GIVEN RECORDS
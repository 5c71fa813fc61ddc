//! # rxcheck Client
//!
//! HTTP client for the analysis backend's `POST /analyze` endpoint.
//!
//! Errors are classified (transport, status, decode) for logging, but every failure is
//! presented to the user as the same fixed message: see [`BackendError::user_message`].

#![warn(rust_2018_idioms)]

use api_shared::{AnalyzeReq, AnalyzeRes};
use std::time::Duration;
use url::Url;

/// Message shown to the user whenever the backend call fails.
pub const BACKEND_ERROR_MESSAGE: &str = "Error contacting backend API";

#[derive(Debug, thiserror::Error)]
pub enum BackendError {
    #[error("invalid backend endpoint '{endpoint}': {reason}")]
    InvalidEndpoint { endpoint: String, reason: String },
    #[error("failed to build HTTP client: {0}")]
    ClientBuild(reqwest::Error),
    #[error("failed to reach backend: {0}")]
    Transport(reqwest::Error),
    #[error("backend returned status {status}")]
    Status { status: u16 },
    #[error("failed to decode backend response: {0}")]
    Decode(reqwest::Error),
}

impl BackendError {
    /// The fixed message shown to users, independent of the failure's cause and of any
    /// response body.
    pub fn user_message(&self) -> &'static str {
        BACKEND_ERROR_MESSAGE
    }
}

pub type BackendResult<T> = std::result::Result<T, BackendError>;

#[derive(Debug, Clone)]
pub struct BackendClient {
    client: reqwest::Client,
    endpoint: Url,
}

impl BackendClient {
    /// # Errors
    ///
    /// Returns `BackendError::InvalidEndpoint` if `endpoint` is not an absolute http(s) URL.
    pub fn new(endpoint: &str, timeout: Duration) -> BackendResult<Self> {
        let url = Url::parse(endpoint).map_err(|e| BackendError::InvalidEndpoint {
            endpoint: endpoint.to_string(),
            reason: e.to_string(),
        })?;
        if !matches!(url.scheme(), "http" | "https") {
            return Err(BackendError::InvalidEndpoint {
                endpoint: endpoint.to_string(),
                reason: format!("unsupported scheme '{}'", url.scheme()),
            });
        }

        let client = reqwest::Client::builder()
            .timeout(timeout)
            .build()
            .map_err(BackendError::ClientBuild)?;

        Ok(Self {
            client,
            endpoint: url,
        })
    }

    pub fn endpoint(&self) -> &Url {
        &self.endpoint
    }

    /// Post `req` to the backend.
    ///
    /// Only `200 OK` counts as success. The response body of a failed call is never read.
    ///
    /// # Errors
    ///
    /// - `BackendError::Transport` if the backend cannot be reached or times out.
    /// - `BackendError::Status` for any status other than 200.
    /// - `BackendError::Decode` if a 200 body is not a valid analysis response.
    pub async fn analyze(&self, req: &AnalyzeReq) -> BackendResult<AnalyzeRes> {
        let response = self
            .client
            .post(self.endpoint.clone())
            .json(req)
            .send()
            .await
            .map_err(BackendError::Transport)?;

        let status = response.status();
        if status != reqwest::StatusCode::OK {
            tracing::warn!(status = status.as_u16(), endpoint = %self.endpoint, "backend call failed");
            return Err(BackendError::Status {
                status: status.as_u16(),
            });
        }

        response.json::<AnalyzeRes>().await.map_err(BackendError::Decode)
    }
}

#[cfg(test)]
mod tests {
    use super::*;
    use api_shared::DosageEntry;
    use axum::{http::StatusCode, routing::post, Json, Router};

    async fn spawn_server(app: Router) -> String {
        let listener = tokio::net::TcpListener::bind("127.0.0.1:0").await.unwrap();
        let addr = listener.local_addr().unwrap();
        tokio::spawn(async move {
            axum::serve(listener, app).await.unwrap();
        });
        format!("http://{addr}/analyze")
    }

    fn request() -> AnalyzeReq {
        AnalyzeReq {
            drugs: vec!["aspirin".into(), "ibuprofen".into()],
            age: 30,
            text: None,
        }
    }

    async fn echo_analysis(Json(req): Json<AnalyzeReq>) -> Json<AnalyzeRes> {
        Json(AnalyzeRes {
            interactions: vec!["No harmful interactions detected.".into()],
            dosage: req
                .drugs
                .into_iter()
                .map(|drug| DosageEntry {
                    drug,
                    recommendation: "Dosage recommendation here (mock)".into(),
                })
                .collect(),
            alternatives: vec!["No alternative medications needed.".into()],
            extraction: None,
        })
    }

    #[test]
    fn test_new_rejects_relative_endpoint() {
        let err = BackendClient::new("/analyze", Duration::from_secs(1)).unwrap_err();
        assert!(matches!(err, BackendError::InvalidEndpoint { .. }));
    }

    #[tokio::test]
    async fn test_analyze_success() {
        let endpoint = spawn_server(Router::new().route("/analyze", post(echo_analysis))).await;
        let client = BackendClient::new(&endpoint, Duration::from_secs(5)).unwrap();

        let res = client.analyze(&request()).await.unwrap();
        assert_eq!(res.dosage.len(), 2);
        assert_eq!(res.dosage[0].drug, "aspirin");
    }

    #[tokio::test]
    async fn test_non_ok_status_yields_fixed_message_regardless_of_body() {
        for (status, body) in [
            (StatusCode::INTERNAL_SERVER_ERROR, "boom"),
            (StatusCode::BAD_REQUEST, r#"{"error":"Please enter at least one drug name."}"#),
            (StatusCode::CREATED, r#"{"interactions":[],"dosage":[],"alternatives":[]}"#),
        ] {
            let app = Router::new().route("/analyze", post(move || async move { (status, body) }));
            let endpoint = spawn_server(app).await;
            let client = BackendClient::new(&endpoint, Duration::from_secs(5)).unwrap();

            let err = client.analyze(&request()).await.unwrap_err();
            assert!(matches!(err, BackendError::Status { status: s } if s == status.as_u16()));
            assert_eq!(err.user_message(), "Error contacting backend API");
        }
    }

    #[tokio::test]
    async fn test_unreachable_backend_is_transport_error() {
        let listener = tokio::net::TcpListener::bind("127.0.0.1:0").await.unwrap();
        let addr = listener.local_addr().unwrap();
        drop(listener);

        let client =
            BackendClient::new(&format!("http://{addr}/analyze"), Duration::from_secs(2)).unwrap();
        let err = client.analyze(&request()).await.unwrap_err();
        assert!(matches!(err, BackendError::Transport(_)));
        assert_eq!(err.user_message(), BACKEND_ERROR_MESSAGE);
    }

    #[tokio::test]
    async fn test_malformed_ok_body_is_decode_error() {
        let app = Router::new().route("/analyze", post(|| async { "{\"interactions\": 3}" }));
        let endpoint = spawn_server(app).await;
        let client = BackendClient::new(&endpoint, Duration::from_secs(5)).unwrap();

        let err = client.analyze(&request()).await.unwrap_err();
        assert!(matches!(err, BackendError::Decode(_)));
    }
}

ASSIGNMENT
From the entries above, restate word for word the lines from the line containing "if status != reqwest::StatusCode::OK" to the line containing "use super::*;", both ends included, and nothing more.

EXERCISE ANSWER
        if status != reqwest::StatusCode::OK {
            tracing::warn!(status = status.as_u16(), endpoint = %self.endpoint, "backend call failed");
            return Err(BackendError::Status {
                status: status.as_u16(),
            });
        }

        response.json::<AnalyzeRes>().await.map_err(BackendError::Decode)
    }
}

#[cfg(test)]
mod tests {
    use super::*;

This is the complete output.